Lig 4 parece simples até você perder três vezes seguidas para alguém que sabe o que está fazendo. A diferença quase nunca é atenção — é entender de onde vêm as vitórias.

O Lig 4 tem 4.531.985.219.092 posições possíveis e, ainda assim, uma resposta definitiva: quem começa vence, jogando perfeitamente. Isso foi demonstrado de forma independente por James Allen e Victor Allis em 1988. Entre humanos, porém, a partida se decide por três ideias bem mais simples.

Ideia 1: o centro não é preferência, é aritmética

Conte quantas linhas de quatro passam por cada casa. Uma casa na coluna da ponta participa de três linhas possíveis. Uma casa na coluna central participa de treze. Ocupar o centro multiplica os seus caminhos para vencer e reduz os do adversário pelo mesmo motivo.

Na prática: a primeira ficha vai no meio, sempre. E disputar o centro nas primeiras cinco jogadas vale mais do que qualquer ameaça lateral que apareça nesse período.

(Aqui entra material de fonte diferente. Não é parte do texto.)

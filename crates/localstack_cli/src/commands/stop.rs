//! Stop command - Remove the container and optionally its image.

use anyhow::{Context, Result};
use clap::Args;
use localstack_runner::Runner;

use super::ImageArgs;

#[derive(Args)]
pub struct StopArgs {
    /// Container ID printed by `start`
    pub container_id: String,

    /// Also remove the LocalStack image
    #[arg(long)]
    pub remove_image: bool,

    #[command(flatten)]
    pub image: ImageArgs,
}

pub async fn execute(args: StopArgs) -> Result<()> {
    let runner = Runner::with_config(None, args.image.to_config()).await?;

    runner
        .remove_container(&args.container_id)
        .await
        .with_context(|| format!("removing {}", args.container_id))?;

    if args.remove_image {
        runner.remove_image().await?;
    }

    Ok(())
}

Ideia 2: ganhar exige ameaça dupla

Uma ameaça isolada nunca vence contra alguém acordado — ele simplesmente bloqueia. O que vence é a jogada que cria dois pontos de fechamento ao mesmo tempo. O adversário tapa um, você fecha o outro.

A forma mais comum é a linha de três aberta dos dois lados, no formato vazio–peça–peça–peça–vazio. Se as duas pontas estiverem jogáveis, o jogo acabou. Por isso, defender um "três" só de um lado costuma ser insuficiente: se as duas pontas são alcançáveis, você precisava ter impedido a formação, não o fechamento.

Regra prática de defesa: não espere o adversário ter três em linha para reagir. Trate "dois no centro com espaço dos dois lados" como uma ameaça que já precisa de resposta.

Ideia 3: ameaças ímpares e pares

Esta é a parte que separa jogadores intermediários de fortes, e é puramente estrutural. O tabuleiro tem seis linhas. Como as fichas caem e os jogadores alternam, existe uma paridade previsível sobre quem será obrigado a jogar em cada altura de cada coluna.

  • Se você é o primeiro a jogar, as suas ameaças valem mais nas linhas ímpares (contando de baixo: 1ª, 3ª, 5ª).
  • Se você é o segundo, as suas ameaças valem mais nas linhas pares (2ª, 4ª, 6ª).

A razão é que, quando o tabuleiro se enche e ninguém tem jogada útil, alguém é forçado a preencher a casa que completa a linha do outro — e quem será esse alguém já estava decidido pela paridade. Guardar uma ameaça na altura certa e simplesmente esperar é uma forma perfeitamente legítima de ganhar.

O erro mais caro do iniciante

Empilhar fichas na mesma coluna para "formar a vertical". A vertical é a linha mais fácil de bloquear que existe: basta uma ficha em cima. Além disso, cada ficha empilhada eleva a coluna e entrega ao adversário uma casa alta, frequentemente na altura que interessa a ele pela paridade.

Como a IA daqui joga

A IA do Lig 4 do Lucrozen usa minimax com poda alfa-beta. Ela simula as próximas jogadas alternando entre maximizar a própria posição e minimizar a sua, e descarta ramos que já se provaram piores do que uma alternativa conhecida. A avaliação pontua janelas de quatro casas: três peças suas com uma vaga valem muito, três peças do oponente com uma vaga valem um pouco mais em módulo — porque bloquear é mais urgente do que atacar.

A diferença entre os níveis é só a profundidade: duas jogadas à frente no fácil (com erro proposital de vez em quando), cinco no médio, sete no difícil. Contra a difícil, um descuido de paridade basta para perder.